About this task >> Would you retype each record exactly as given?

Data for processing >>
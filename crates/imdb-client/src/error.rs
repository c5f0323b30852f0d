//! Error types for the imdb client

use std::time::Duration;

use imdb_protocol::ProtocolError;
use thiserror::Error;

use crate::connection::ConnectionState;

/// Client errors
#[derive(Error, Debug)]
pub enum ClientError {
    /// Malformed command arguments, rejected before anything was written
    #[error("Encoding error: {0}")]
    Encoding(#[from] ProtocolError),

    #[error("Not connected (state: {0})")]
    NotConnected(ConnectionState),

    #[error("Cannot connect from state {0}")]
    InvalidState(ConnectionState),

    #[error("Failed to connect to {addr}: {source}")]
    Connect {
        addr: String,
        #[source]
        source: std::io::Error,
    },

    #[error("Connecting to {addr} timed out after {after:?}")]
    ConnectTimeout { addr: String, after: Duration },

    /// The transport failed or closed while the request was outstanding
    #[error("Connection error: {0}")]
    Connection(String),

    #[error("{command} timed out after {after:?}")]
    Timeout { command: String, after: Duration },

    #[error("Too many pending requests (limit {limit})")]
    TooManyPending { limit: usize },
}

/// Result type for client operations
pub type ClientResult<T> = Result<T, ClientError>;
//! Client configuration

use std::time::Duration;

use imdb_protocol::decoder::DEFAULT_MAX_LINE_LENGTH;
use imdb_protocol::BinaryDecoding;

#[cfg(feature = "metrics")]
use crate::metrics::ClientMetrics;

/// Connection and runtime settings for a [`Client`](crate::Client)
#[derive(Debug, Clone)]
pub struct ClientConfig {
    /// Server host
    pub host: String,
    /// Server port
    pub port: u16,
    /// TCP connect deadline (`None` waits indefinitely)
    pub connect_timeout: Option<Duration>,
    /// Per-request deadline (`None` waits indefinitely)
    pub request_timeout: Option<Duration>,
    /// Maximum requests in flight on the connection
    pub max_pending: usize,
    /// Maximum length of a single inbound line
    pub max_line_length: usize,
    /// Socket read chunk size
    pub read_buffer_size: usize,
    /// How Binary push content is turned into bytes
    pub binary_decoding: BinaryDecoding,
    /// Optional Prometheus collectors
    #[cfg(feature = "metrics")]
    pub metrics: Option<ClientMetrics>,
}

impl ClientConfig {
    pub fn new(host: impl Into<String>, port: u16) -> Self {
        Self {
            host: host.into(),
            port,
            ..Self::default()
        }
    }

    /// `host:port` as passed to the resolver
    pub fn addr(&self) -> String {
        format!("{}:{}", self.host, self.port)
    }

    pub fn with_connect_timeout(mut self, timeout: Option<Duration>) -> Self {
        self.connect_timeout = timeout;
        self
    }

    pub fn with_request_timeout(mut self, timeout: Option<Duration>) -> Self {
        self.request_timeout = timeout;
        self
    }

    pub fn with_max_pending(mut self, max_pending: usize) -> Self {
        self.max_pending = max_pending;
        self
    }

    pub fn with_max_line_length(mut self, max_line_length: usize) -> Self {
        self.max_line_length = max_line_length;
        self
    }

    pub fn with_binary_decoding(mut self, binary_decoding: BinaryDecoding) -> Self {
        self.binary_decoding = binary_decoding;
        self
    }

    #[cfg(feature = "metrics")]
    pub fn with_metrics(mut self, metrics: ClientMetrics) -> Self {
        self.metrics = Some(metrics);
        self
    }
}

impl Default for ClientConfig {
    fn default() -> Self {
        Self {
            host: "127.0.0.1".to_string(),
            port: 6379,
            connect_timeout: Some(Duration::from_secs(5)),
            request_timeout: Some(Duration::from_secs(5)),
            max_pending: 1024,
            max_line_length: DEFAULT_MAX_LINE_LENGTH,
            read_buffer_size: 4096,
            binary_decoding: BinaryDecoding::Raw,
            #[cfg(feature = "metrics")]
            metrics: None,
        }
    }
}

Solution for this problem >>
filename crates/imdb-client/src/error.rs
repository c5f0323b30852f0d
//! Error types for the imdb client

use std::time::Duration;

use imdb_protocol::ProtocolError;
use thiserror::Error;

use crate::connection::ConnectionState;

/// Client errors
#[derive(Error, Debug)]
pub enum ClientError {
    /// Malformed command arguments, rejected before anything was written
    #[error("Encoding error: {0}")]
    Encoding(#[from] ProtocolError),

    #[error("Not connected (state: {0})")]
    NotConnected(ConnectionState),

    #[error("Cannot connect from state {0}")]
    InvalidState(ConnectionState),

    #[error("Failed to connect to {addr}: {source}")]
    Connect {
        addr: String,
        #[source]
        source: std::io::Error,
    },

    #[error("Connecting to {addr} timed out after {after:?}")]
    ConnectTimeout { addr: String, after: Duration },

    /// The transport failed or closed while the request was outstanding
    #[error("Connection error: {0}")]
    Connection(String),

    #[error("{command} timed out after {after:?}")]
    Timeout { command: String, after: Duration },

    #[error("Too many pending requests (limit {limit})")]
    TooManyPending { limit: usize },
}

/// Result type for client operations
pub type ClientResult<T> = Result<T, ClientError>;
//! Client configuration

use std::time::Duration;

use imdb_protocol::decoder::DEFAULT_MAX_LINE_LENGTH;
use imdb_protocol::BinaryDecoding;

#[cfg(feature = "metrics")]
use crate::metrics::ClientMetrics;

/// Connection and runtime settings for a [`Client`](crate::Client)
#[derive(Debug, Clone)]
pub struct ClientConfig {
    /// Server host
    pub host: String,
    /// Server port
    pub port: u16,
    /// TCP connect deadline (`None` waits indefinitely)
    pub connect_timeout: Option<Duration>,
    /// Per-request deadline (`None` waits indefinitely)
    pub request_timeout: Option<Duration>,
    /// Maximum requests in flight on the connection
    pub max_pending: usize,
    /// Maximum length of a single inbound line
    pub max_line_length: usize,
    /// Socket read chunk size
    pub read_buffer_size: usize,
    /// How Binary push content is turned into bytes
    pub binary_decoding: BinaryDecoding,
    /// Optional Prometheus collectors
    #[cfg(feature = "metrics")]
    pub metrics: Option<ClientMetrics>,
}

impl ClientConfig {
    pub fn new(host: impl Into<String>, port: u16) -> Self {
        Self {
            host: host.into(),
            port,
            ..Self::default()
        }
    }

    /// `host:port` as passed to the resolver
    pub fn addr(&self) -> String {
        format!("{}:{}", self.host, self.port)
    }

    pub fn with_connect_timeout(mut self, timeout: Option<Duration>) -> Self {
        self.connect_timeout = timeout;
        self
    }

    pub fn with_request_timeout(mut self, timeout: Option<Duration>) -> Self {
        self.request_timeout = timeout;
        self
    }

    pub fn with_max_pending(mut self, max_pending: usize) -> Self {
        self.max_pending = max_pending;
        self
    }

    pub fn with_max_line_length(mut self, max_line_length: usize) -> Self {
        self.max_line_length = max_line_length;
        self
    }

    pub fn with_binary_decoding(mut self, binary_decoding: BinaryDecoding) -> Self {
        self.binary_decoding = binary_decoding;
        self
    }

    #[cfg(feature = "metrics")]
    pub fn with_metrics(mut self, metrics: ClientMetrics) -> Self {
        self.metrics = Some(metrics);
        self
    }
}

impl Default for ClientConfig {
    fn default() -> Self {
        Self {
            host: "127.0.0.1".to_string(),
            port: 6379,
            connect_timeout: Some(Duration::from_secs(5)),
            request_timeout: Some(Duration::from_secs(5)),
            max_pending: 1024,
            max_line_length: DEFAULT_MAX_LINE_LENGTH,
            read_buffer_size: 4096,
            binary_decoding: BinaryDecoding::Raw,
            #[cfg(feature = "metrics")]
            metrics: None,
        }
    }
}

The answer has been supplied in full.